Exercise aim ▸ Return the lines below exactly, from the first one through the line that has "let config = AppConfig::load()?;". Leave out everything after it.

Exercise inputs ▸

Segment Open

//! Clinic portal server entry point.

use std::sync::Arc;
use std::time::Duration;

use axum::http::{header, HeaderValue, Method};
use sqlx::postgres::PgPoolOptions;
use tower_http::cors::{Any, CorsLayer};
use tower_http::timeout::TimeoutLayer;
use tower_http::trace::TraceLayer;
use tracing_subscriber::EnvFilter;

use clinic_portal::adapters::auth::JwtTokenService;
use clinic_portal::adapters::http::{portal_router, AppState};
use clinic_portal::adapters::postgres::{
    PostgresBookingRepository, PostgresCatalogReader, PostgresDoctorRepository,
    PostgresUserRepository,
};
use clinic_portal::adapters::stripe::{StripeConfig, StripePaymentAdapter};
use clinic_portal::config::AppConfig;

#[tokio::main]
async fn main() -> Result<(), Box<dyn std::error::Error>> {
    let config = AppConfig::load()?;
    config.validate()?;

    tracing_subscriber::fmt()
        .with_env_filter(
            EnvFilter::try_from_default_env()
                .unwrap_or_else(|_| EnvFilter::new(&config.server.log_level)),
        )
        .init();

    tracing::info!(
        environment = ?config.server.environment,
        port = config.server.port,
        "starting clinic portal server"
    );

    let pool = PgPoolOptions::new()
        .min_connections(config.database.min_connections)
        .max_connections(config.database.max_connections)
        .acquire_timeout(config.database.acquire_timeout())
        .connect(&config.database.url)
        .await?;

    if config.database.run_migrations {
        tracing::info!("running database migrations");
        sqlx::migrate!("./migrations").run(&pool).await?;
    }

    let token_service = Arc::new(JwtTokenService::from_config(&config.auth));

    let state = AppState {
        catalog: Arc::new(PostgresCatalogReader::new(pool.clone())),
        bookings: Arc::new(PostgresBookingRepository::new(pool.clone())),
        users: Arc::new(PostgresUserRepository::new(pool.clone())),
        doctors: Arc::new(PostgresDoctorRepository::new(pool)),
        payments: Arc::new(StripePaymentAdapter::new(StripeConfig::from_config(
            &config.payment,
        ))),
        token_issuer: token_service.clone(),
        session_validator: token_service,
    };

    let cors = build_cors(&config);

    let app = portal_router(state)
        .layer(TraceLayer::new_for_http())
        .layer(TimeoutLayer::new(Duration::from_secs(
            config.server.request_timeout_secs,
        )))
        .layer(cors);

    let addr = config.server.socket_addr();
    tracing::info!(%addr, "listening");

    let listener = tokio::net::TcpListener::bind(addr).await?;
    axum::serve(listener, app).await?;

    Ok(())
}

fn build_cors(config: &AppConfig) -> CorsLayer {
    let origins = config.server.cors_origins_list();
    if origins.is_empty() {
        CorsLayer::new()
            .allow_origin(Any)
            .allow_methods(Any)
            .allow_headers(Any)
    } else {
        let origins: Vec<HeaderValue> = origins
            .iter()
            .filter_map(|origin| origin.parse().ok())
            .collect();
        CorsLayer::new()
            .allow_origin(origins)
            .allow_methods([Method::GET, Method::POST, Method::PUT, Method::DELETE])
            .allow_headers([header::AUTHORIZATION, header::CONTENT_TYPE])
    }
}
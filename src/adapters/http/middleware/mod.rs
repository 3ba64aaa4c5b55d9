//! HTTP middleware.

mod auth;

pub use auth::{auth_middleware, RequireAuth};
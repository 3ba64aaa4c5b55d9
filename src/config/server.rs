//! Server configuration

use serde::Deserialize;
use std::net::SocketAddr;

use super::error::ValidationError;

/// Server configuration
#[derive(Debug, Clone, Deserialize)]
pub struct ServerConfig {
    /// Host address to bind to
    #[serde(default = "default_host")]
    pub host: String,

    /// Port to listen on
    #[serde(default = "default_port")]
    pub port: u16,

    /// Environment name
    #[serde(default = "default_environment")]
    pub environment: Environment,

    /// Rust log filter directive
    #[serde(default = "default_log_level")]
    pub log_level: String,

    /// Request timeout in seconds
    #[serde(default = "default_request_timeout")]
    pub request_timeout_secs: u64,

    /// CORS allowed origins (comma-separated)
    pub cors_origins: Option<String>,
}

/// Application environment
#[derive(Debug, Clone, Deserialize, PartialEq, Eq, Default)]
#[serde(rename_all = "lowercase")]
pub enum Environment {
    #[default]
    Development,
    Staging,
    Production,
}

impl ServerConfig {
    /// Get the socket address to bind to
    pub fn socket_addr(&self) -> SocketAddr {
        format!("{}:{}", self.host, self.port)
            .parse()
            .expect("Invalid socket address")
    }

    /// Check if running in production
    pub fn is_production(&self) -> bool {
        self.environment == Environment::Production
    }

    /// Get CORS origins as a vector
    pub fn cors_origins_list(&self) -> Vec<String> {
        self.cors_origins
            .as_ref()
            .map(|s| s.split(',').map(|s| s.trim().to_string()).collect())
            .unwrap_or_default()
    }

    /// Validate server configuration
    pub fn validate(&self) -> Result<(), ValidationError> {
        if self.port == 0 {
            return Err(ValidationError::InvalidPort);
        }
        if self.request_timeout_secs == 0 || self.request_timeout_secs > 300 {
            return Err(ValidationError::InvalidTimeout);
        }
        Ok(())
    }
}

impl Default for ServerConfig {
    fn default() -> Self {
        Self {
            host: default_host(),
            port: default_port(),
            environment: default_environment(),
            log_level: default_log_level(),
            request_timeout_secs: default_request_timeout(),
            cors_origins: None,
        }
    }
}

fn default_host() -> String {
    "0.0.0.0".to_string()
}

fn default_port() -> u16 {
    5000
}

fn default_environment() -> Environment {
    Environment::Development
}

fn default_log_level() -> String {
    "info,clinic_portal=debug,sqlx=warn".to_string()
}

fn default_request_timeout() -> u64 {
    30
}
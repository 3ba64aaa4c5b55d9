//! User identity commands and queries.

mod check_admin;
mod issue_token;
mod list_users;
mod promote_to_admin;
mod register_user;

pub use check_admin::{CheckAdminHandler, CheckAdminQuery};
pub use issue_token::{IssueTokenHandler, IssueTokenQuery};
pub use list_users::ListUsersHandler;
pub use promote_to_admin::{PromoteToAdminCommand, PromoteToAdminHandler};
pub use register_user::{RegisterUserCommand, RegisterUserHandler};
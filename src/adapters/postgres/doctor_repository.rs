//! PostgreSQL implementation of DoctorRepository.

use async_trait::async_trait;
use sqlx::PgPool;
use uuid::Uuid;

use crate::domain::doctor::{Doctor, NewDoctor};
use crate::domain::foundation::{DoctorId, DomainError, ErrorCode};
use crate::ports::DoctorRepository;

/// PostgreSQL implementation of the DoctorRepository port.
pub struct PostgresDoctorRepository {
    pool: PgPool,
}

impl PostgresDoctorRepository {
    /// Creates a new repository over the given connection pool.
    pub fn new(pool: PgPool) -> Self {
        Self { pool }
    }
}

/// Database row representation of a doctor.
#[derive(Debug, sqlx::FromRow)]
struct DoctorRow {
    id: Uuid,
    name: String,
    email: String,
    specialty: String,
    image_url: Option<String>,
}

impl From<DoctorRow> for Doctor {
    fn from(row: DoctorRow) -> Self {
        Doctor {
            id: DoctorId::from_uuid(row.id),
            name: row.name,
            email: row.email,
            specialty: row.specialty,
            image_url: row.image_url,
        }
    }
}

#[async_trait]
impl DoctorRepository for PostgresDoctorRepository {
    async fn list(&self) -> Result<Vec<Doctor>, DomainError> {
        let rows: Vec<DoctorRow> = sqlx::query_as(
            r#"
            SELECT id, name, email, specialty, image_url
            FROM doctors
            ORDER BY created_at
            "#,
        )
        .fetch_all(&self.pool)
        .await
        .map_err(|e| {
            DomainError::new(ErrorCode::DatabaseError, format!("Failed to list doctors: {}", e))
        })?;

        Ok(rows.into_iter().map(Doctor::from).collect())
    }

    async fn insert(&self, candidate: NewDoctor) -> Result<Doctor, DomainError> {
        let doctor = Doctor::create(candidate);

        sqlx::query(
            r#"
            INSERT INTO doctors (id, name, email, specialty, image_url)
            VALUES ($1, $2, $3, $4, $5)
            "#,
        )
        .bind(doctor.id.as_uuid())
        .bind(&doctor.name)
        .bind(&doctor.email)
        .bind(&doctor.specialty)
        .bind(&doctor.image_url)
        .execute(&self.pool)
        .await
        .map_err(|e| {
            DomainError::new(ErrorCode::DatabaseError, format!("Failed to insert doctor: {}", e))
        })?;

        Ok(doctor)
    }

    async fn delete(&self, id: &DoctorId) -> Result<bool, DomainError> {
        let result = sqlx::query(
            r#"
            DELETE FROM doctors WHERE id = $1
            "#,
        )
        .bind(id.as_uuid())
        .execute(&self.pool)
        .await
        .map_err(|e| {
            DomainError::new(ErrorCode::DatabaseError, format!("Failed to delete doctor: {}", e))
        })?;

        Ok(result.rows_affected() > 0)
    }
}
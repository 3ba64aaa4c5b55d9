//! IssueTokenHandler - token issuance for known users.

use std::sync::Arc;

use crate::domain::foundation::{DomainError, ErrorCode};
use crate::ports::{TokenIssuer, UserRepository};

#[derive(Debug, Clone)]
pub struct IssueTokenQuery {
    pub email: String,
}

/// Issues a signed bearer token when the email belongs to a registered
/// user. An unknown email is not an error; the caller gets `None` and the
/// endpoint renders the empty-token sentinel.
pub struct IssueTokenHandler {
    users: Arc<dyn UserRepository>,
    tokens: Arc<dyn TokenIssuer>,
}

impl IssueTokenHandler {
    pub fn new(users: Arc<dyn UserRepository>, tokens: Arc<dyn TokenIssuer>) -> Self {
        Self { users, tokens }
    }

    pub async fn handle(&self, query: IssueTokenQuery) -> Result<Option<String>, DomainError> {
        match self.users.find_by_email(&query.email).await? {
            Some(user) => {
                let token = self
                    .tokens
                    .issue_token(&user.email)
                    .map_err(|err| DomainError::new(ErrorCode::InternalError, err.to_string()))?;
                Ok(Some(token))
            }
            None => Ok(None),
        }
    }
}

Segment Closed

Solution ▸
//! Clinic portal server entry point.

use std::sync::Arc;
use std::time::Duration;

use axum::http::{header, HeaderValue, Method};
use sqlx::postgres::PgPoolOptions;
use tower_http::cors::{Any, CorsLayer};
use tower_http::timeout::TimeoutLayer;
use tower_http::trace::TraceLayer;
use tracing_subscriber::EnvFilter;

use clinic_portal::adapters::auth::JwtTokenService;
use clinic_portal::adapters::http::{portal_router, AppState};
use clinic_portal::adapters::postgres::{
    PostgresBookingRepository, PostgresCatalogReader, PostgresDoctorRepository,
    PostgresUserRepository,
};
use clinic_portal::adapters::stripe::{StripeConfig, StripePaymentAdapter};
use clinic_portal::config::AppConfig;

#[tokio::main]
async fn main() -> Result<(), Box<dyn std::error::Error>> {
    let config = AppConfig::load()?;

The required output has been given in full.